Rusya’nın Suriye’ye girmesi bölgesel dengeleri ne yönde değiştirdi?

Rusya’nın doğrudan sahaya girmesi rejim lehine etkiledi. Önceden sahada İran olduğunu biliyoruz, Hizbullah olduğunu biliyoruz ama bu rejim azınlığı yansıtan bir rejimdi. Bu sadece yeterli değildi. İster beğenelim ister beğenmeyelim Rusya güvenlik konseyinin daimi bir üyesi. Dolayısıyla dünyada güç kullanımına dair bir karar alınacaksa bunun parçası. Meşruiyet bağlamında muhalefete bağlı değil de Suriye rejimine katkısı olmuştu. İkincisi bölgede kendine üsler oluşturup oradaki silah sevkiyatını artırmış durumda. Bu da Rusya’nın orada kalıcı olacağını ve kendine kalıcı partnerler aradığı anlamına geliyor. Bir de rejimle birlikte çalışan ve onu güçlendiren İran ve Hizbullah var. Böyle bir ortamda DAEŞ ile mücadelede bir koalisyon oluşturulmuştu. Bu koalisyona alternatifi bir koalisyon daha oluşturuldu. Bu ikisi arasında bir rekabet olacak. Yani Rusya’nın derdi DAEŞ değil aslında. Rusya orada kendi etkinliğini artırmaya çalışıyor. Hatta DAEŞ’in varlığı Rusya’nın orada meşruiyetini sağlıyor. Hedefleri birbirinden farklı olan iki tane koalisyon var. Bu sıkıntılı bir durum. İleriki dönemlerde bu koalisyonlar arsında bir sürtüşme çıkabilir. ABD tarafının sürtüşmeye sıcak bakmadığını biliyoruz. Bu da Rusya’nın sahadaki konumunu daha da güçlendiren bir durum. 

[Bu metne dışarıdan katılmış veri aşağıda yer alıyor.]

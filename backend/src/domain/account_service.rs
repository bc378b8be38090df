//! Account use-cases: signup, login and session resolution.

use std::sync::Arc;

use async_trait::async_trait;
use tracing::info;

use crate::domain::credentials::{hash_password, verify_password};
use crate::domain::ports::{
    AdminRepository, CredentialHasher, EmployeeRepository, LoginService, NewEmployeeRecord,
    SessionQuery, SessionSummary, SignupService, TeacherProfileRepository,
};
use crate::domain::{
    AdminRole, AdminSet, Employee, EmployeeId, Error, LoginCredentials, SignupRequest,
    merge_profile,
};

fn invalid_credentials() -> Error {
    Error::unauthorized("invalid credentials")
}

/// Implements [`LoginService`], [`SignupService`] and [`SessionQuery`] over
/// the employee, admin and profile stores.
#[derive(Clone)]
pub struct AccountService<E, A, P, H> {
    employees: Arc<E>,
    admins: Arc<A>,
    profiles: Arc<P>,
    hasher: Arc<H>,
}

impl<E, A, P, H> AccountService<E, A, P, H> {
    pub fn new(employees: Arc<E>, admins: Arc<A>, profiles: Arc<P>, hasher: Arc<H>) -> Self {
        Self {
            employees,
            admins,
            profiles,
            hasher,
        }
    }
}

#[async_trait]
impl<E, A, P, H> LoginService for AccountService<E, A, P, H>
where
    E: EmployeeRepository,
    A: AdminRepository,
    P: TeacherProfileRepository,
    H: CredentialHasher + 'static,
{
    async fn authenticate(&self, credentials: &LoginCredentials) -> Result<Employee, Error> {
        let employee_id = credentials.employee_id();
        let Some(hash) = self.employees.find_password_hash(employee_id).await? else {
            info!(%employee_id, "login rejected: unknown employee");
            return Err(invalid_credentials());
        };

        if !verify_password(&self.hasher, credentials.password(), hash).await? {
            info!(%employee_id, "login rejected: password mismatch");
            return Err(invalid_credentials());
        }

        // The row can vanish between the two reads if an admin deletes it.
        self.employees
            .find_by_id(employee_id)
            .await?
            .ok_or_else(invalid_credentials)
    }
}

#[async_trait]
impl<E, A, P, H> SignupService for AccountService<E, A, P, H>
where
    E: EmployeeRepository,
    A: AdminRepository,
    P: TeacherProfileRepository,
    H: CredentialHasher + 'static,
{
    async fn signup(&self, request: &SignupRequest) -> Result<Employee, Error> {
        let password_hash = hash_password(&self.hasher, request.password.expose()).await?;
        let employee = Employee::new(request.employee_id.clone(), request.full_name.clone());
        let record = NewEmployeeRecord {
            employee: employee.clone(),
            password_hash,
            profile: None,
            admin_role: request.request_admin.then(AdminRole::default),
        };

        self.employees.create(&record).await?;
        info!(
            employee_id = %employee.employee_id(),
            admin = request.request_admin,
            "employee signed up"
        );
        Ok(employee)
    }
}

#[async_trait]
impl<E, A, P, H> SessionQuery for AccountService<E, A, P, H>
where
    E: EmployeeRepository,
    A: AdminRepository,
    P: TeacherProfileRepository,
    H: CredentialHasher + 'static,
{
    async fn describe(&self, employee_id: &EmployeeId) -> Result<SessionSummary, Error> {
        let employee = self
            .employees
            .find_by_id(employee_id)
            .await?
            .ok_or_else(|| Error::unauthorized("session is no longer valid"))?;
        let is_admin = self.admins.is_admin(employee_id).await?;
        let profile = self.profiles.find(employee_id).await?;

        let admins: AdminSet = is_admin.then(|| employee_id.clone()).into_iter().collect();
        let (full_name, onboarding_required) =
            match merge_profile(&employee, profile.as_ref(), &admins) {
                Ok(merged) => (merged.full_name, false),
                Err(_) => (employee.full_name().to_string(), true),
            };

        Ok(SessionSummary {
            employee_id: employee_id.clone(),
            full_name,
            is_admin,
            onboarding_required,
        })
    }
}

“Türkiye kendi çıkarlarını gözetiyor”

Türkiye’nin Suriye ile ilgili temel politikası, akan kanın durması ve krize çözüm bulunmasıdır. Bu bağlamda Türkiye, Suriye’de savaşın son bulması ve mülteci krizine çözüm bulunması noktasında ortaya koyduğu kararlılık çerçevesinde Suriye’de meydana gelecek olan yeni bir oluşumda nasıl rol oynayabilir?

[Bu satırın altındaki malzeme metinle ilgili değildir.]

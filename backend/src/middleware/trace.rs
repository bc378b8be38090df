//! Middleware that opens a [`TraceId`] scope around every request.
//!
//! The identifier is echoed in the `trace-id` response header and captured by
//! [`crate::domain::Error`] constructors so error bodies match the header.

use std::task::{Context, Poll};

use actix_web::Error;
use actix_web::dev::{Service, ServiceRequest, ServiceResponse, Transform};
use actix_web::http::header::{HeaderName, HeaderValue};
use futures_util::future::{LocalBoxFuture, Ready, ready};
use tracing::{Instrument, error, info_span};

use crate::domain::{TRACE_ID_HEADER, TraceId};

/// Request tracing middleware.
///
/// # Examples
/// ```
/// use actix_web::App;
/// use backend::Trace;
///
/// let app = App::new().wrap(Trace);
/// ```
#[derive(Clone, Copy, Debug, Default)]
pub struct Trace;

impl<S, B> Transform<S, ServiceRequest> for Trace
where
    S: Service<ServiceRequest, Response = ServiceResponse<B>, Error = Error> + 'static,
    S::Future: 'static,
    B: 'static,
{
    type Response = ServiceResponse<B>;
    type Error = Error;
    type InitError = ();
    type Transform = TraceMiddleware<S>;
    type Future = Ready<Result<Self::Transform, Self::InitError>>;

    fn new_transform(&self, service: S) -> Self::Future {
        ready(Ok(TraceMiddleware { service }))
    }
}

/// Service produced by [`Trace`].
pub struct TraceMiddleware<S> {
    service: S,
}

impl<S, B> Service<ServiceRequest> for TraceMiddleware<S>
where
    S: Service<ServiceRequest, Response = ServiceResponse<B>, Error = Error> + 'static,
    S::Future: 'static,
    B: 'static,
{
    type Response = ServiceResponse<B>;
    type Error = Error;
    type Future = LocalBoxFuture<'static, Result<Self::Response, Self::Error>>;

    fn poll_ready(&self, cx: &mut Context<'_>) -> Poll<Result<(), Self::Error>> {
        self.service.poll_ready(cx)
    }

    fn call(&self, req: ServiceRequest) -> Self::Future {
        let trace_id = TraceId::generate();
        let span = info_span!(
            "request",
            trace_id = %trace_id,
            method = %req.method(),
            path = %req.path()
        );
        // Extractors and handlers run when `inner` is polled, inside the scope.
        let inner = self.service.call(req);
        Box::pin(
            async move {
                let mut res = TraceId::scope(trace_id, inner).await?;
                attach_header(&mut res, trace_id);
                Ok(res)
            }
            .instrument(span),
        )
    }
}

fn attach_header<B>(res: &mut ServiceResponse<B>, trace_id: TraceId) {
    match HeaderValue::from_str(&trace_id.to_string()) {
        Ok(value) => {
            res.response_mut()
                .headers_mut()
                .insert(HeaderName::from_static(TRACE_ID_HEADER), value);
        }
        Err(err) => error!(%err, %trace_id, "failed to encode trace identifier header"),
    }
}
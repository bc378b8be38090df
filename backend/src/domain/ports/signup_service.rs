//! Driving port for self-service account creation.

use async_trait::async_trait;

use crate::domain::{Employee, Error, SignupRequest};

#[cfg_attr(test, mockall::automock)]
#[async_trait]
pub trait SignupService: Send + Sync {
    /// Create the employee (and admin membership when requested).
    ///
    /// A taken id yields `conflict` with `details.code =
    /// "duplicate_employee_id"`.
    async fn signup(&self, request: &SignupRequest) -> Result<Employee, Error>;
}
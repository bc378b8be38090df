//! `bb8` pool of `diesel-async` PostgreSQL connections.
//!
//! Each request checks out its own connection and returns it on drop; the
//! checkout timeout bounds how long a request waits when the pool is
//! exhausted.

use std::time::Duration;

use diesel_async::AsyncPgConnection;
use diesel_async::pooled_connection::AsyncDieselConnectionManager;
use diesel_async::pooled_connection::bb8::{Pool, PooledConnection};

/// Errors raised while building the pool or checking out a connection.
#[derive(Debug, Clone, PartialEq, Eq, thiserror::Error)]
pub enum PoolError {
    #[error("failed to get connection from pool: {message}")]
    Checkout { message: String },
    #[error("failed to build connection pool: {message}")]
    Build { message: String },
}

impl PoolError {
    pub fn checkout(message: impl Into<String>) -> Self {
        Self::Checkout {
            message: message.into(),
        }
    }

    pub fn build(message: impl Into<String>) -> Self {
        Self::Build {
            message: message.into(),
        }
    }
}

/// Pool sizing and timeouts.
///
/// # Examples
/// ```
/// use std::time::Duration;
/// use backend::outbound::persistence::PoolConfig;
///
/// let config = PoolConfig::new("postgres://localhost/faculty")
///     .with_max_size(4)
///     .with_connection_timeout(Duration::from_secs(5));
/// assert_eq!(config.max_size(), 4);
/// ```
#[derive(Debug, Clone)]
pub struct PoolConfig {
    database_url: String,
    max_size: u32,
    min_idle: Option<u32>,
    connection_timeout: Duration,
}

impl PoolConfig {
    /// Defaults: ten connections, one kept idle, 30 second checkout timeout.
    pub fn new(database_url: impl Into<String>) -> Self {
        Self {
            database_url: database_url.into(),
            max_size: 10,
            min_idle: Some(1),
            connection_timeout: Duration::from_secs(30),
        }
    }

    #[must_use]
    pub fn with_max_size(mut self, max_size: u32) -> Self {
        self.max_size = max_size.max(1);
        self
    }

    #[must_use]
    pub fn with_min_idle(mut self, min_idle: Option<u32>) -> Self {
        self.min_idle = min_idle;
        self
    }

    #[must_use]
    pub fn with_connection_timeout(mut self, timeout: Duration) -> Self {
        self.connection_timeout = timeout;
        self
    }

    pub fn database_url(&self) -> &str {
        &self.database_url
    }

    pub fn max_size(&self) -> u32 {
        self.max_size
    }
}

/// Cloneable handle to the shared pool.
#[derive(Clone)]
pub struct DbPool {
    inner: Pool<AsyncPgConnection>,
}

impl DbPool {
    /// Build the pool and open the idle connections.
    ///
    /// # Errors
    /// [`PoolError::Build`] when the URL is invalid or the database is
    /// unreachable.
    pub async fn new(config: PoolConfig) -> Result<Self, PoolError> {
        let manager = AsyncDieselConnectionManager::<AsyncPgConnection>::new(&config.database_url);
        let inner = Pool::builder()
            .max_size(config.max_size)
            .min_idle(config.min_idle)
            .connection_timeout(config.connection_timeout)
            .build(manager)
            .await
            .map_err(|err| PoolError::build(err.to_string()))?;
        Ok(Self { inner })
    }

    /// Check out a connection.
    ///
    /// # Errors
    /// [`PoolError::Checkout`] when none frees up before the timeout.
    pub async fn get(&self) -> Result<PooledConnection<'_, AsyncPgConnection>, PoolError> {
        self.inner
            .get()
            .await
            .map_err(|err| PoolError::checkout(err.to_string()))
    }
}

Türkiye uzun vadede Suriye konusunda her zaman rol oynayacak. Bugün Türkiye’nin etkisiz bir hale geldiğini söyleyenler yanılıyorlar. Türkiye’de bugün 2,5 milyona yakın Suriyeli var. Sınırın iki tarafındaki unsurlar Türkiye’yi de etkiliyor. Ama Türkiye’nin tek başına Suriye’deki durumu değiştirmeye gücü yok ve enstrümanları da yok. Yani İran gibi sahaya milis güçler sunmuyor. Diplomatik açıdan da büyük güçlerle hareket etmiyor. Bir de Türkiye’nin kendi çıkarlarıyla ilgili bazı sıkıntılar var. Oradaki PYD/ YPG ve PKK oluşumları Türkiye’nin güvenliğini tehdit ediyor. Bizim hissettiğimiz güvenlik tehditleriyle ABD’nin, Rusya’nın ve Batı’nın hissettiği güvenlik  tehditleri birbiriyle aynı değil. Bizim için en temel sorun orada bir PYD koridoru oluşması, PKK’nın orada kendine alan kazanması. Bu Türkiye açısından önemli bir sıkıntı. Ama aynı sıkıntıyı bizim ortak çalışabileceğimiz aktörler hissetmiyor. Türkiye açısından bu problemli bir durum. Türkiye ile işbirliği özellikle Avrupa açısından çok önemli bir durumdur. Avrupa Türkiye ile işbirliği yapmadan kendi içerisinde güvenliği garanti altına alamaz. Avrupa gerçekten Suriye’de sorunu çözmek istiyorsa Türkiye ile işbirliği içerisinde olmak zorunda. Avrupalılar yavaş yavaş bunu anlıyorlar. Türkiye ancak diğer aktörlerle daha iyi bir diplomatik ilişki ve en azından olaya ortak bakış açısı kazandırabilirse daha etkili olabilir. Şimdiye kadar öyle bir ortak bakış açısı olmadığını görüyoruz. ABD orada PYD ile çalışmayı daha uygun buluyor. Avrupalılar Türkiye ile anlaşmadan güvenliklerini garanti altına alamayacaklarını düşünüyorlar. Dolayısıyla Türkiye’nin çıkarı Avrupa ile daha çok örtüşüyor. Ama Avrupa’nın da sahayı etkileyebilecek askeri potansiyeli yok.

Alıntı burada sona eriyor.